Assim, mesmo sem laje na casa, impulsionado pela propaganda e condicionado pelo desejo e pela pressão social, o sujeito não abria mão da “TV de tela fininha” com 42 polegadas, dividida em 48 parcelas. A boca não estava tão sadia, os dentes faltavam aqui e ali, mas o carro zero, isento de IPI, estava na porta, com a indústria automobilística soltando foguetes. O qualidade do ensino nacional afundava, mas a propaganda do acesso fácil ao ensino suplantava todas as deficiências e, mesmo com dificuldade para escrever e entender um texto simples, o cidadão avançava (e ainda avança) na faculdade, saindo de lá com um diploma que só serve para aumentar a ilusão de que a pessoa é, de fato, instruída.

Quem não se lembra daquela senhora beneficiária do Bolsa Família que, revoltada, deu declarações na televisão achincalhando o programa do Governo Federal que, segundo ela, era uma mixaria. “Só a calça que a minha filha usa custa R$300!”, ela disse, com a razão respaldada pelos princípios que a fizeram crer que eram os ideais.

Choque de realidade

Mas, a realidade prevaleceu e agora sabemos, de fato, o tamanho do Brasil. Após o ufanismo atropelar o patriotismo, querendo que acreditássemos que, com o petróleo do pré-sal, estávamos a um passo de nos tornarmos emiradenses (que é como o jornalista Sérgio Rodrigues diz que deve ser denominado quem nasce nos Emirados Árabes), estamos vivendo no Brasil real.

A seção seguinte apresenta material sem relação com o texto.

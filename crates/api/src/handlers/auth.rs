//! Handlers for the `/auth` resource (magic-link login, refresh, logout, me).

use axum::extract::State;
use axum::http::StatusCode;
use axum::Json;
use chrono::Utc;
use serde::{Deserialize, Serialize};
use slettmeg_core::error::CoreError;
use slettmeg_core::tokens;
use slettmeg_core::types::DbId;
use slettmeg_db::models::auth::CreateSession;
use slettmeg_db::models::user::User;
use slettmeg_db::repositories::{LoginTokenRepo, SessionRepo, SubscriptionRepo, UserRepo};
use validator::Validate;

use crate::auth::jwt::{generate_access_token, generate_refresh_token, hash_refresh_token};
use crate::auth::magic_link::{build_verify_url, normalize_email};
use crate::error::{AppError, AppResult};
use crate::middleware::auth::AuthUser;
use crate::response::DataResponse;
use crate::state::AppState;

// ---------------------------------------------------------------------------
// Request / response types
// ---------------------------------------------------------------------------

/// Request body for `POST /auth/login`.
#[derive(Debug, Deserialize, Validate)]
pub struct LoginRequest {
    #[validate(email)]
    pub email: String,
}

/// Request body for `POST /auth/verify`.
#[derive(Debug, Deserialize)]
pub struct VerifyRequest {
    pub token: String,
}

/// Request body for `POST /auth/refresh`.
#[derive(Debug, Deserialize)]
pub struct RefreshRequest {
    pub refresh_token: String,
}

/// Request body for `PATCH /auth/me`.
#[derive(Debug, Deserialize)]
pub struct UpdateMeRequest {
    pub name: Option<String>,
}

/// Successful authentication response returned by verify and refresh.
#[derive(Debug, Serialize)]
pub struct AuthResponse {
    pub access_token: String,
    pub refresh_token: String,
    /// Access token lifetime in seconds.
    pub expires_in: i64,
    pub user: User,
}

// ---------------------------------------------------------------------------
// Handlers
// ---------------------------------------------------------------------------

/// POST /api/v1/auth/login
///
/// Start a passwordless login: store a hashed single-use token and email
/// the magic link. Always returns 202 for plausible addresses so the
/// endpoint does not reveal which emails have accounts.
pub async fn login(
    State(state): State<AppState>,
    Json(input): Json<LoginRequest>,
) -> AppResult<(StatusCode, Json<DataResponse<&'static str>>)> {
    let mailer = state
        .mailer
        .as_ref()
        .ok_or(AppError::ServiceUnavailable("Email delivery"))?;

    let input = LoginRequest {
        email: normalize_email(&input.email),
    };
    input
        .validate()
        .map_err(|_| AppError::Core(CoreError::Validation("Invalid email address".into())))?;
    let email = input.email;

    // 1. Generate the token; only its hash touches the database.
    let token = tokens::generate_token();
    let expires_at = Utc::now() + chrono::Duration::hours(state.config.login_token_expiry_hours);
    LoginTokenRepo::create(&state.pool, &email, &token.hash, expires_at).await?;

    // 2. Email the link.
    let verify_url = build_verify_url(&state.config.app_url, &token.plaintext);
    mailer
        .send_magic_link(&email, &verify_url)
        .await
        .map_err(|e| AppError::InternalError(format!("Failed to send login email: {e}")))?;

    Ok((
        StatusCode::ACCEPTED,
        Json(DataResponse {
            data: "Login link sent",
        }),
    ))
}

/// POST /api/v1/auth/verify
///
/// Exchange a magic-link token for a JWT session. Consuming the token is
/// atomic, so a link can only ever be redeemed once. First-time logins
/// create the user, attach a free subscription, and send a welcome email.
pub async fn verify(
    State(state): State<AppState>,
    Json(input): Json<VerifyRequest>,
) -> AppResult<Json<AuthResponse>> {
    // 1. Atomically consume the token.
    let token_hash = tokens::hash_token(&input.token);
    let login_token = LoginTokenRepo::consume(&state.pool, &token_hash)
        .await?
        .ok_or_else(|| {
            AppError::Core(CoreError::Unauthorized(
                "Invalid or expired login link".into(),
            ))
        })?;

    // 2. Sweep dead tokens while we are here; the table only needs to
    //    hold links that can still be redeemed.
    let removed = LoginTokenRepo::cleanup_expired(&state.pool).await?;
    if removed > 0 {
        tracing::debug!(removed, "removed stale login tokens");
    }

    // 3. First login creates the account.
    let existing = UserRepo::find_by_email(&state.pool, &login_token.email).await?;
    let is_new_user = existing.is_none();
    let user = match existing {
        Some(user) => user,
        None => UserRepo::find_or_create(&state.pool, &login_token.email).await?,
    };

    UserRepo::mark_email_verified(&state.pool, user.id).await?;

    // 4. Every account carries a subscription row, free by default.
    SubscriptionRepo::ensure_free(&state.pool, user.id).await?;

    // 5. Welcome email is best-effort; a delivery failure must not block login.
    if is_new_user {
        if let Some(mailer) = &state.mailer {
            if let Err(e) = mailer.send_welcome(&user.email, user.name.as_deref()).await {
                tracing::warn!(error = %e, user_id = user.id, "welcome email failed");
            }
        }
    }

    let response = create_auth_response(&state, user).await?;
    Ok(Json(response))
}

/// POST /api/v1/auth/refresh
///
/// Exchange a valid refresh token for new access + refresh tokens.
pub async fn refresh(
    State(state): State<AppState>,
    Json(input): Json<RefreshRequest>,
) -> AppResult<Json<AuthResponse>> {
    // 1. Hash the provided refresh token and find the active session.
    let token_hash = hash_refresh_token(&input.refresh_token);
    let session = SessionRepo::find_by_refresh_token_hash(&state.pool, &token_hash)
        .await?
        .ok_or_else(|| {
            AppError::Core(CoreError::Unauthorized(
                "Invalid or expired refresh token".into(),
            ))
        })?;

    // 2. Revoke old session (token rotation).
    SessionRepo::revoke(&state.pool, session.id).await?;

    // 3. Re-issue for the session's user.
    let user = UserRepo::find_by_id(&state.pool, session.user_id)
        .await?
        .ok_or_else(|| AppError::Core(CoreError::Unauthorized("User no longer exists".into())))?;

    let response = create_auth_response(&state, user).await?;
    Ok(Json(response))
}

/// POST /api/v1/auth/logout
///
/// Revoke all sessions for the authenticated user. Returns 204 No Content.
pub async fn logout(State(state): State<AppState>, auth_user: AuthUser) -> AppResult<StatusCode> {
    SessionRepo::revoke_all_for_user(&state.pool, auth_user.user_id).await?;
    Ok(StatusCode::NO_CONTENT)
}

/// GET /api/v1/auth/me
pub async fn me(
    State(state): State<AppState>,
    auth_user: AuthUser,
) -> AppResult<Json<DataResponse<User>>> {
    let user = find_user(&state, auth_user.user_id).await?;
    Ok(Json(DataResponse { data: user }))
}

/// PATCH /api/v1/auth/me
///
/// Update the display name.
pub async fn update_me(
    State(state): State<AppState>,
    auth_user: AuthUser,
    Json(input): Json<UpdateMeRequest>,
) -> AppResult<Json<DataResponse<User>>> {
    let user = UserRepo::update_name(&state.pool, auth_user.user_id, input.name.as_deref())
        .await?
        .ok_or(AppError::Core(CoreError::NotFound {
            entity: "User",
            id: auth_user.user_id,
        }))?;
    Ok(Json(DataResponse { data: user }))
}

// ---------------------------------------------------------------------------
// Helpers
// ---------------------------------------------------------------------------

async fn find_user(state: &AppState, user_id: DbId) -> AppResult<User> {
    UserRepo::find_by_id(&state.pool, user_id)
        .await?
        .ok_or(AppError::Core(CoreError::NotFound {
            entity: "User",
            id: user_id,
        }))
}

/// Generate access + refresh tokens, persist a session row, and build the response.
async fn create_auth_response(state: &AppState, user: User) -> AppResult<AuthResponse> {
    let access_token = generate_access_token(user.id, &user.email, &state.config.jwt)
        .map_err(|e| AppError::InternalError(format!("Token generation error: {e}")))?;

    let (refresh_plaintext, refresh_hash) = generate_refresh_token();

    let expires_at =
        Utc::now() + chrono::Duration::days(state.config.jwt.refresh_token_expiry_days);

    let session_input = CreateSession {
        user_id: user.id,
        refresh_token_hash: refresh_hash,
        expires_at,
        user_agent: None,
    };
    SessionRepo::create(&state.pool, &session_input).await?;

    let expires_in = state.config.jwt.access_token_expiry_mins * 60;

    Ok(AuthResponse {
        access_token,
        refresh_token: refresh_plaintext,
        expires_in,
        user,
    })
}
//! The assistant's system prompt.

/// System prompt prepended to every chat exchange. Norwegian, like the
/// rest of the user-facing copy.
pub const SYSTEM_PROMPT: &str = "\
Du er en AI-assistent for SlettMeg, en norsk tjeneste som hjelper brukere med å slette sine kontoer og beskytte personvernet.

Din rolle:
- Gi veiledning om hvordan man sletter kontoer på ulike plattformer
- Forklare GDPR-rettigheter på norsk
- Hjelpe med å formulere GDPR-forespørsler
- Svare på spørsmål om personvern og datasletting

Retningslinjer:
- Svar alltid på norsk (bokmål)
- Vær presis og konkret
- Referer til GDPR artikkel 17 (sletting), 15 (innsyn), 20 (portabilitet)
- Nevn 30-dagers svarfrist som påkrevet av GDPR
- Vær støttende og oppmuntrende

Du har tilgang til informasjon om en rekke plattformer. Når brukere spør om spesifikke plattformer, gi konkrete steg for hvordan de kan slette sine kontoer.

Hvis brukeren ber om en GDPR-forespørsel, foreslå å bruke vårt innebygde verktøy for å generere og sende forespørselen automatisk.";
//! HTTP request handlers, grouped by resource.

pub mod auth;
pub mod billing;
pub mod chat;
pub mod letters;
pub mod platforms;
pub mod requests;
pub mod user_platforms;
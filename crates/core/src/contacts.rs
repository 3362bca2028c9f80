//! Curated GDPR contact points for high-traffic platforms.
//!
//! Most platforms bury their privacy contact; this table carries the
//! known-good email addresses and web forms for the platforms users ask
//! about most. Unknown slugs simply have no curated contact -- that is an
//! absence, not an error.

use serde::Serialize;

/// A curated GDPR contact point for one platform.
#[derive(Debug, Clone, Serialize)]
pub struct GdprContact {
    /// Catalog slug this contact belongs to.
    pub slug: &'static str,
    /// Privacy/DPO email address, when the platform accepts email.
    pub email: Option<&'static str>,
    /// Web form for privacy requests, when one exists.
    pub url: Option<&'static str>,
    /// Free-text guidance about how the platform handles requests.
    pub notes: Option<&'static str>,
}

/// The curated contact table. Keep sorted by slug.
pub const GDPR_CONTACTS: &[GdprContact] = &[
    GdprContact {
        slug: "amazon",
        email: None,
        url: Some("https://www.amazon.com/gp/help/customer/contact-us"),
        notes: Some(
            "Kontakt Amazon kundeservice og be om å bli videresendt til personvernavdelingen.",
        ),
    },
    GdprContact {
        slug: "bumble",
        email: Some("DPO@team.bumble.com"),
        url: Some("https://bumble.com/contact"),
        notes: None,
    },
    GdprContact {
        slug: "discord",
        email: Some("privacy@discord.com"),
        url: Some("https://support.discord.com/hc/en-us/requests/new"),
        notes: None,
    },
    GdprContact {
        slug: "facebook",
        email: Some("datarequest@support.facebook.com"),
        url: Some("https://www.facebook.com/help/contact/784491318687824"),
        notes: Some("Facebook anbefaler å bruke deres online skjema for GDPR-forespørsler."),
    },
    GdprContact {
        slug: "google",
        email: None,
        url: Some("https://support.google.com/accounts/troubleshooter/6357590"),
        notes: Some(
            "Google har et dedikert verktøy for GDPR-forespørsler i kontoinnstillingene.",
        ),
    },
    GdprContact {
        slug: "instagram",
        email: None,
        url: Some("https://help.instagram.com/contact/1845713985721890"),
        notes: Some("Instagram håndteres gjennom Meta/Facebook sitt kontosenter."),
    },
    GdprContact {
        slug: "linkedin",
        email: None,
        url: Some("https://www.linkedin.com/help/linkedin/ask/TSO-DPO"),
        notes: Some("LinkedIn har et online skjema for personvernforespørsler."),
    },
    GdprContact {
        slug: "netflix",
        email: Some("privacy@netflix.com"),
        url: Some("https://help.netflix.com/en/contactus"),
        notes: None,
    },
    GdprContact {
        slug: "reddit",
        email: None,
        url: Some("https://www.reddit.com/settings/data-request"),
        notes: Some("Reddit har innebygd funksjon for dataforespørsler i kontoinnstillingene."),
    },
    GdprContact {
        slug: "snapchat",
        email: Some("privacy@snap.com"),
        url: Some("https://support.snapchat.com/en-US/i-need-help"),
        notes: None,
    },
    GdprContact {
        slug: "spotify",
        email: None,
        url: Some("https://support.spotify.com/contact-spotify-privacy/"),
        notes: Some("Bruk Spotify sitt online skjema for personvernforespørsler."),
    },
    GdprContact {
        slug: "steam",
        email: None,
        url: Some("https://help.steampowered.com/"),
        notes: Some("Steam krever kontakt via deres support-system for kontosletting."),
    },
    GdprContact {
        slug: "telegram",
        email: None,
        url: Some("https://telegram.org/deactivate"),
        notes: Some("Telegram-kontoer kan deaktiveres direkte via deres nettside."),
    },
    GdprContact {
        slug: "tiktok",
        email: Some("privacy@tiktok.com"),
        url: Some("https://www.tiktok.com/legal/report/privacy"),
        notes: None,
    },
    GdprContact {
        slug: "tinder",
        email: Some("DPO@match.com"),
        url: Some("https://www.help.tinder.com/hc/requests/new"),
        notes: Some("Tinder eies av Match Group. E-post går til deres personvernombud."),
    },
    GdprContact {
        slug: "twitch",
        email: Some("privacy@twitch.tv"),
        url: Some("https://help.twitch.tv/s/contactsupport"),
        notes: None,
    },
    GdprContact {
        slug: "twitter",
        email: Some("privacy@twitter.com"),
        url: Some("https://help.twitter.com/forms/privacy"),
        notes: Some("X/Twitter aksepterer både e-post og online skjema."),
    },
    GdprContact {
        slug: "whatsapp",
        email: None,
        url: Some("https://www.whatsapp.com/contact/"),
        notes: Some("WhatsApp-kontoer kan slettes direkte i appen under Innstillinger."),
    },
];

/// Look up the curated GDPR contact for a platform slug.
pub fn gdpr_contact(slug: &str) -> Option<&'static GdprContact> {
    GDPR_CONTACTS.iter().find(|c| c.slug == slug)
}

#[cfg(test)]
mod tests {
    use super::*;

    #[test]
    fn test_known_slug_resolves() {
        let contact = gdpr_contact("facebook").expect("facebook has a curated contact");
        assert_eq!(contact.email, Some("datarequest@support.facebook.com"));
        assert!(contact.url.is_some());
    }

    #[test]
    fn test_unknown_slug_is_none() {
        assert!(gdpr_contact("myspace").is_none());
        assert!(gdpr_contact("").is_none());
    }

    #[test]
    fn test_every_contact_has_at_least_one_channel() {
        for contact in GDPR_CONTACTS {
            assert!(
                contact.email.is_some() || contact.url.is_some(),
                "{} has neither email nor url",
                contact.slug
            );
        }
    }

    #[test]
    fn test_table_sorted_and_unique() {
        for pair in GDPR_CONTACTS.windows(2) {
            assert!(pair[0].slug < pair[1].slug, "table must stay sorted by slug");
        }
    }
}
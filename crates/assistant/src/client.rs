//! Streaming chat client for the OpenAI chat completions API.

use futures::StreamExt;
use serde::{Deserialize, Serialize};
use tokio::sync::mpsc;

use crate::config::AssistantConfig;
use crate::prompt::SYSTEM_PROMPT;
use crate::{AssistantError, ChatTurn};

const API_URL: &str = "https://api.openai.com/v1/chat/completions";

/// Buffered channel size for streamed text deltas.
const STREAM_BUFFER: usize = 64;

/// Client for streaming chat completions.
pub struct AssistantClient {
    http: reqwest::Client,
    config: AssistantConfig,
}

#[derive(Serialize)]
struct CompletionRequest<'a> {
    model: &'a str,
    stream: bool,
    messages: Vec<ChatTurn>,
    temperature: f32,
    max_tokens: u32,
}

#[derive(Deserialize)]
struct StreamChunk {
    choices: Vec<StreamChoice>,
}

#[derive(Deserialize)]
struct StreamChoice {
    delta: StreamDelta,
}

#[derive(Deserialize, Default)]
struct StreamDelta {
    content: Option<String>,
}

#[derive(Deserialize)]
struct ApiErrorBody {
    error: ApiErrorDetail,
}

#[derive(Deserialize)]
struct ApiErrorDetail {
    message: Option<String>,
}

impl AssistantClient {
    pub fn new(config: AssistantConfig) -> Self {
        Self {
            http: reqwest::Client::new(),
            config,
        }
    }

    /// Start a streamed completion over the conversation so far.
    ///
    /// The system prompt is prepended here; callers pass only the user
    /// and assistant turns. Returns a receiver of text deltas; the
    /// stream ends when the sender side is dropped.
    pub async fn stream_chat(
        &self,
        turns: Vec<ChatTurn>,
    ) -> Result<mpsc::Receiver<String>, AssistantError> {
        let mut messages = Vec::with_capacity(turns.len() + 1);
        messages.push(ChatTurn::system(SYSTEM_PROMPT));
        messages.extend(turns);

        let request = CompletionRequest {
            model: &self.config.model,
            stream: true,
            messages,
            temperature: self.config.temperature,
            max_tokens: self.config.max_tokens,
        };

        let response = self
            .http
            .post(API_URL)
            .bearer_auth(&self.config.api_key)
            .json(&request)
            .send()
            .await?;

        let status = response.status();
        if !status.is_success() {
            let message = response
                .json::<ApiErrorBody>()
                .await
                .ok()
                .and_then(|body| body.error.message)
                .unwrap_or_else(|| "unknown error".to_string());
            return Err(AssistantError::Api {
                status: status.as_u16(),
                message,
            });
        }

        let (tx, rx) = mpsc::channel(STREAM_BUFFER);
        let mut body = response.bytes_stream();

        tokio::spawn(async move {
            // SSE frames can split mid-line across chunks; buffer until
            // a newline before parsing.
            let mut buffer = String::new();
            while let Some(chunk) = body.next().await {
                let chunk = match chunk {
                    Ok(chunk) => chunk,
                    Err(e) => {
                        tracing::warn!(error = %e, "assistant stream aborted");
                        return;
                    }
                };
                buffer.push_str(&String::from_utf8_lossy(&chunk));

                while let Some(newline) = buffer.find('\n') {
                    let line = buffer[..newline].trim().to_string();
                    buffer.drain(..=newline);

                    let Some(data) = line.strip_prefix("data:") else {
                        continue;
                    };
                    let data = data.trim();
                    if data == "[DONE]" {
                        return;
                    }
                    if let Some(delta) = parse_delta(data) {
                        if tx.send(delta).await.is_err() {
                            // Receiver gone; client disconnected.
                            return;
                        }
                    }
                }
            }
        });

        Ok(rx)
    }
}

fn parse_delta(data: &str) -> Option<String> {
    let chunk: StreamChunk = serde_json::from_str(data).ok()?;
    chunk
        .choices
        .into_iter()
        .next()
        .and_then(|choice| choice.delta.content)
        .filter(|content| !content.is_empty())
}

#[cfg(test)]
mod tests {
    use super::*;

    #[test]
    fn test_parse_delta_extracts_content() {
        let data = r#"{"choices":[{"delta":{"content":"Hei"}}]}"#;
        assert_eq!(parse_delta(data).as_deref(), Some("Hei"));
    }

    #[test]
    fn test_parse_delta_skips_role_frames() {
        // The first frame usually carries only the role.
        let data = r#"{"choices":[{"delta":{"role":"assistant"}}]}"#;
        assert_eq!(parse_delta(data), None);
    }

    #[test]
    fn test_parse_delta_skips_empty_and_garbage() {
        assert_eq!(parse_delta(r#"{"choices":[]}"#), None);
        assert_eq!(parse_delta("not json"), None);
        assert_eq!(parse_delta(r#"{"choices":[{"delta":{"content":""}}]}"#), None);
    }
}
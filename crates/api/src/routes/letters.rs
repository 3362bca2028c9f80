//! Route definitions for the `/letters` resource.

use axum::routing::post;
use axum::Router;

use crate::handlers::letters;
use crate::state::AppState;

/// Routes mounted at `/letters` (all require auth).
///
/// ```text
/// POST /generate  -> generate  (render letter, no side effects)
/// POST /send      -> send      (render + email to privacy contact)
/// ```
pub fn router() -> Router<AppState> {
    Router::new()
        .route("/generate", post(letters::generate))
        .route("/send", post(letters::send))
}
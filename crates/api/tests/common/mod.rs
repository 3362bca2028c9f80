use std::sync::Arc;
use std::time::Duration;

use axum::body::Body;
use axum::http::header::{AUTHORIZATION, CONTENT_TYPE};
use axum::http::{HeaderName, Method, Request, Response, StatusCode};
use axum::Router;
use sqlx::PgPool;
use tower::ServiceExt;
use tower_http::catch_panic::CatchPanicLayer;
use tower_http::cors::CorsLayer;
use tower_http::request_id::{MakeRequestUuid, PropagateRequestIdLayer, SetRequestIdLayer};
use tower_http::timeout::TimeoutLayer;
use tower_http::trace::{DefaultMakeSpan, DefaultOnResponse, TraceLayer};
use tracing::Level;

use slettmeg_api::auth::jwt::{generate_access_token, JwtConfig};
use slettmeg_api::config::ServerConfig;
use slettmeg_api::routes;
use slettmeg_api::state::AppState;
use slettmeg_core::types::DbId;
use slettmeg_db::repositories::UserRepo;

/// Build a test `ServerConfig` with safe defaults.
pub fn test_config() -> ServerConfig {
    ServerConfig {
        host: "127.0.0.1".to_string(),
        port: 0,
        app_url: "http://localhost:3000".to_string(),
        cors_origins: vec!["http://localhost:3000".to_string()],
        request_timeout_secs: 30,
        login_token_expiry_hours: 24,
        jwt: JwtConfig {
            secret: "test-secret-at-least-32-characters!!".to_string(),
            access_token_expiry_mins: 15,
            refresh_token_expiry_days: 30,
        },
    }
}

/// Build the full application router with all middleware layers, using the
/// given database pool.
///
/// This mirrors the router construction in `main.rs` so integration tests
/// exercise the same middleware stack (CORS, request ID, timeout, tracing,
/// panic recovery) that production uses. The optional services (email,
/// billing, assistant) stay disabled, which is also what their endpoints
/// must tolerate.
pub fn build_test_app(pool: PgPool) -> Router {
    let config = test_config();

    let state = AppState {
        pool,
        config: Arc::new(config),
        mailer: None,
        billing: None,
        assistant: None,
    };

    let cors = CorsLayer::new()
        .allow_origin(["http://localhost:3000".parse().unwrap()])
        .allow_methods([
            Method::GET,
            Method::POST,
            Method::PUT,
            Method::DELETE,
            Method::PATCH,
        ])
        .allow_headers([CONTENT_TYPE, AUTHORIZATION])
        .allow_credentials(true)
        .max_age(Duration::from_secs(3600));

    let request_id_header = HeaderName::from_static("x-request-id");

    Router::new()
        .merge(routes::health::router())
        .nest("/api/v1", routes::api_routes())
        .layer(CatchPanicLayer::new())
        .layer(TimeoutLayer::with_status_code(
            StatusCode::REQUEST_TIMEOUT,
            Duration::from_secs(30),
        ))
        .layer(PropagateRequestIdLayer::new(request_id_header.clone()))
        .layer(
            TraceLayer::new_for_http()
                .make_span_with(DefaultMakeSpan::new().level(Level::INFO))
                .on_response(DefaultOnResponse::new().level(Level::INFO)),
        )
        .layer(SetRequestIdLayer::new(request_id_header, MakeRequestUuid))
        .layer(cors)
        .with_state(state)
}

// ---------------------------------------------------------------------------
// Test users
// ---------------------------------------------------------------------------

/// Create a user directly in the database and return it with a valid
/// access token. Login is passwordless, so tests that are not about the
/// magic-link flow mint tokens directly.
#[allow(dead_code)]
pub async fn create_authed_user(
    pool: &PgPool,
    email: &str,
) -> (slettmeg_db::models::user::User, String) {
    let user = UserRepo::find_or_create(pool, email)
        .await
        .expect("user creation should succeed");
    let token = mint_token(user.id, &user.email);
    (user, token)
}

/// Mint an access token for an arbitrary user id with the test JWT config.
#[allow(dead_code)]
pub fn mint_token(user_id: DbId, email: &str) -> String {
    generate_access_token(user_id, email, &test_config().jwt)
        .expect("token generation should succeed")
}

// ---------------------------------------------------------------------------
// Request helpers
// ---------------------------------------------------------------------------

#[allow(dead_code)]
pub async fn get(app: Router, uri: &str) -> Response<Body> {
    let request = Request::builder()
        .method(Method::GET)
        .uri(uri)
        .body(Body::empty())
        .unwrap();
    app.oneshot(request).await.unwrap()
}

#[allow(dead_code)]
pub async fn get_auth(app: Router, uri: &str, token: &str) -> Response<Body> {
    let request = Request::builder()
        .method(Method::GET)
        .uri(uri)
        .header(AUTHORIZATION, format!("Bearer {token}"))
        .body(Body::empty())
        .unwrap();
    app.oneshot(request).await.unwrap()
}

#[allow(dead_code)]
pub async fn post_json(app: Router, uri: &str, body: serde_json::Value) -> Response<Body> {
    let request = Request::builder()
        .method(Method::POST)
        .uri(uri)
        .header(CONTENT_TYPE, "application/json")
        .body(Body::from(body.to_string()))
        .unwrap();
    app.oneshot(request).await.unwrap()
}

#[allow(dead_code)]
pub async fn post_json_auth(
    app: Router,
    uri: &str,
    token: &str,
    body: serde_json::Value,
) -> Response<Body> {
    let request = Request::builder()
        .method(Method::POST)
        .uri(uri)
        .header(CONTENT_TYPE, "application/json")
        .header(AUTHORIZATION, format!("Bearer {token}"))
        .body(Body::from(body.to_string()))
        .unwrap();
    app.oneshot(request).await.unwrap()
}

#[allow(dead_code)]
pub async fn patch_json_auth(
    app: Router,
    uri: &str,
    token: &str,
    body: serde_json::Value,
) -> Response<Body> {
    let request = Request::builder()
        .method(Method::PATCH)
        .uri(uri)
        .header(CONTENT_TYPE, "application/json")
        .header(AUTHORIZATION, format!("Bearer {token}"))
        .body(Body::from(body.to_string()))
        .unwrap();
    app.oneshot(request).await.unwrap()
}

#[allow(dead_code)]
pub async fn delete_auth(app: Router, uri: &str, token: &str) -> Response<Body> {
    let request = Request::builder()
        .method(Method::DELETE)
        .uri(uri)
        .header(AUTHORIZATION, format!("Bearer {token}"))
        .body(Body::empty())
        .unwrap();
    app.oneshot(request).await.unwrap()
}

/// Deserialize a response body into JSON.
#[allow(dead_code)]
pub async fn body_json(response: Response<Body>) -> serde_json::Value {
    let bytes = http_body_util::BodyExt::collect(response.into_body())
        .await
        .unwrap()
        .to_bytes();
    serde_json::from_slice(&bytes).unwrap()
}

Como acontece com a moça que abusa da maquiagem pra fingir uma beleza que não tem de verdade, a festa acabou, o disfarce borrou e as cicatrizes e espinhas estão de novo à mostra.

Voltando à vaca fria

Com isso, voltando ao início desse texto, o consumo está caindo, o que, pra mim, é um ótimo sinal. Considerando que o que vejo, em grande medida, é a queda no consumo desnecessário ou a readequação de despesas que podem ser reduzidas ou mesmo eliminadas, à força, nosso povo parece que está se educando. Os carros estão sendo deixados na garagem, o que é muito bom. Os desperdícios estão sendo reduzidos, o que é sensacional. Os produtos estão sendo consertados e recebendo vida mais longa e ninguém mais tem vergonha de falar sobre isso. Afinal, é necessário!

Melhor ainda é que, junto a essa tomada de consciência na marra, a inadimplência está caindo. As instituições de crédito e o Poder Público estão buscando meios para que as pessoas regularizem suas dívidas e muitas têm aproveitado a oportunidade para limpar o nome. O entendimento de que, em tempos ruins, ter a barra limpa na praça é uma necessidade tem feito com que ela se esforcem para viver com o cinto apertado, mas com a credibilidade reabilitada.

Fica então a expectativa otimista de que, após a tempestade, surja uma população mais consciente da verdadeira condição do nosso país e que seja capaz de compreender que o que precisamos com maior urgência não é de tênis de marca, de TV de plasma, de viajar de avião ou de calça jeans da moda, o que muitos, por direito até, gostariam de usufruir. Porém, como sempre foi, nosso país continua carente de serviços básicos, como os da educação e da saúde, sem os quais nenhum luxo compensa.

Como bônus extra, além da diminuição do consumo nos colocar com os pés no chão, há os benefícios ambientais das emissões menores e do alongamento da vida útil de produtos.

Ou seja: Poliana tem razão, de novo. Há sempre uma compensação.